All of the Brachyentridae family caddisflies are tube case makers that build cases
that look like tiny chimneys. Not all of them are square. Some are rounded.
These all were found in the Smokies. Although the cases are usually attached to
rocks or wood, they are still eaten by trout. The larvae attach their cases with silk
anchor lines that they produce. These drift with the current a few inches away
from their point of anchor while they gather food.

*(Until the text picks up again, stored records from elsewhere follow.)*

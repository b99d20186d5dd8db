// SPDX-License-Identifier: AGPL-3.0-or-later
//
// Copyright (C) 2026 Relational Network

use std::time::Duration;

use argent_ledger::{
    api::router,
    auth::{IdentityCache, RemoteIdentityResolver},
    config::{Config, LogFormat, DEFAULT_LOG_FILTER},
    ledger::Ledger,
    state::AppState,
    storage::RedbLedgerStore,
};
use axum_server::{tls_rustls::RustlsConfig, Handle};
use tokio_util::sync::CancellationToken;
use tracing_subscriber::EnvFilter;

/// In-flight requests get this long to finish after a shutdown signal.
const SHUTDOWN_GRACE: Duration = Duration::from_secs(10);

fn init_tracing(format: LogFormat) {
    let filter =
        EnvFilter::try_from_default_env().unwrap_or_else(|_| EnvFilter::new(DEFAULT_LOG_FILTER));
    let builder = tracing_subscriber::fmt().with_env_filter(filter).with_target(true);
    match format {
        LogFormat::Json => builder.json().init(),
        LogFormat::Pretty => builder.init(),
    }
}

async fn shutdown_signal(shutdown: CancellationToken) {
    let ctrl_c = async {
        if let Err(e) = tokio::signal::ctrl_c().await {
            tracing::error!(error = %e, "Failed to listen for ctrl-c");
        }
    };

    #[cfg(unix)]
    let terminate = async {
        match tokio::signal::unix::signal(tokio::signal::unix::SignalKind::terminate()) {
            Ok(mut signal) => {
                signal.recv().await;
            }
            Err(e) => {
                tracing::error!(error = %e, "Failed to listen for SIGTERM");
                std::future::pending::<()>().await;
            }
        }
    };

    #[cfg(not(unix))]
    let terminate = std::future::pending::<()>();

    tokio::select! {
        _ = ctrl_c => {},
        _ = terminate => {},
    }

    tracing::info!("Shutdown signal received");
    shutdown.cancel();
}

#[tokio::main]
async fn main() {
    // Install the ring crypto provider for rustls (must be done before any TLS operations)
    rustls::crypto::ring::default_provider()
        .install_default()
        .expect("Failed to install rustls crypto provider");

    let config = Config::from_env().expect("Invalid configuration");
    init_tracing(config.log_format);

    let store =
        RedbLedgerStore::open(&config.ledger_db_path).expect("Failed to open ledger database");
    tracing::info!(
        path = %config.ledger_db_path.display(),
        mode = %config.settlement_mode,
        "Ledger database opened"
    );

    let resolver =
        RemoteIdentityResolver::new(config.identity_validate_url.clone(), config.identity_timeout)
            .expect("Failed to build identity client");
    let cache = IdentityCache::new(config.identity_cache_capacity, config.identity_cache_ttl);
    let state = AppState::new(Ledger::new(store, config.settlement_mode), resolver, cache);
    let app = router(state);

    let shutdown = CancellationToken::new();
    let handle = Handle::new();
    tokio::spawn(shutdown_signal(shutdown.clone()));
    {
        let handle = handle.clone();
        let shutdown = shutdown.clone();
        tokio::spawn(async move {
            shutdown.cancelled().await;
            handle.graceful_shutdown(Some(SHUTDOWN_GRACE));
        });
    }

    let addr = config.bind_addr;
    match &config.tls {
        Some(tls) => {
            let tls_config = RustlsConfig::from_pem_file(&tls.cert, &tls.key)
                .await
                .expect("Failed to load TLS certificate and key");
            tracing::info!(%addr, "Argent ledger listening on https (docs at /docs)");
            axum_server::bind_rustls(addr, tls_config)
                .handle(handle)
                .serve(app.into_make_service())
                .await
                .expect("HTTPS server failed");
        }
        None => {
            tracing::info!(%addr, "Argent ledger listening on http (docs at /docs)");
            axum_server::bind(addr)
                .handle(handle)
                .serve(app.into_make_service())
                .await
                .expect("HTTP server failed");
        }
    }

    tracing::info!("Server stopped");
}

Others say that imitations of this larvae in its case can be effective at times. I
cannot confirm that for the Grannoms because I have not tried it. I have caught
trout on other caddisfly larva imitations and I would expect the chimney case
imitations would also work.
I do know that the water is cold, from 45 to 55 degrees, during the time period
these early season hatches are taking place. In fact, some days after the hatch
has started and the weather turns especially cold you can find the adults on the
banks usually on rocks or wood of some type - sticks, logs, etc., in a dormant
state. You can just pick them up. They will try to crawl but cannot fly. Later in the
day when the weather warms, they will start to fly and continue the mating and
egg laying process. I mention this in the larva section because it is during these
mornings that the larvae would probably be most effective. If you are on the
stream fishing prior to the start of the hatch, which usually is the middle of the
afternoon or the warmest part of the day, then fishing imitations of the larvae may
work. These larvae are very active. They will amaze you as to how well they can
crawl, still inside the chimney cases. I have captured this on video several times.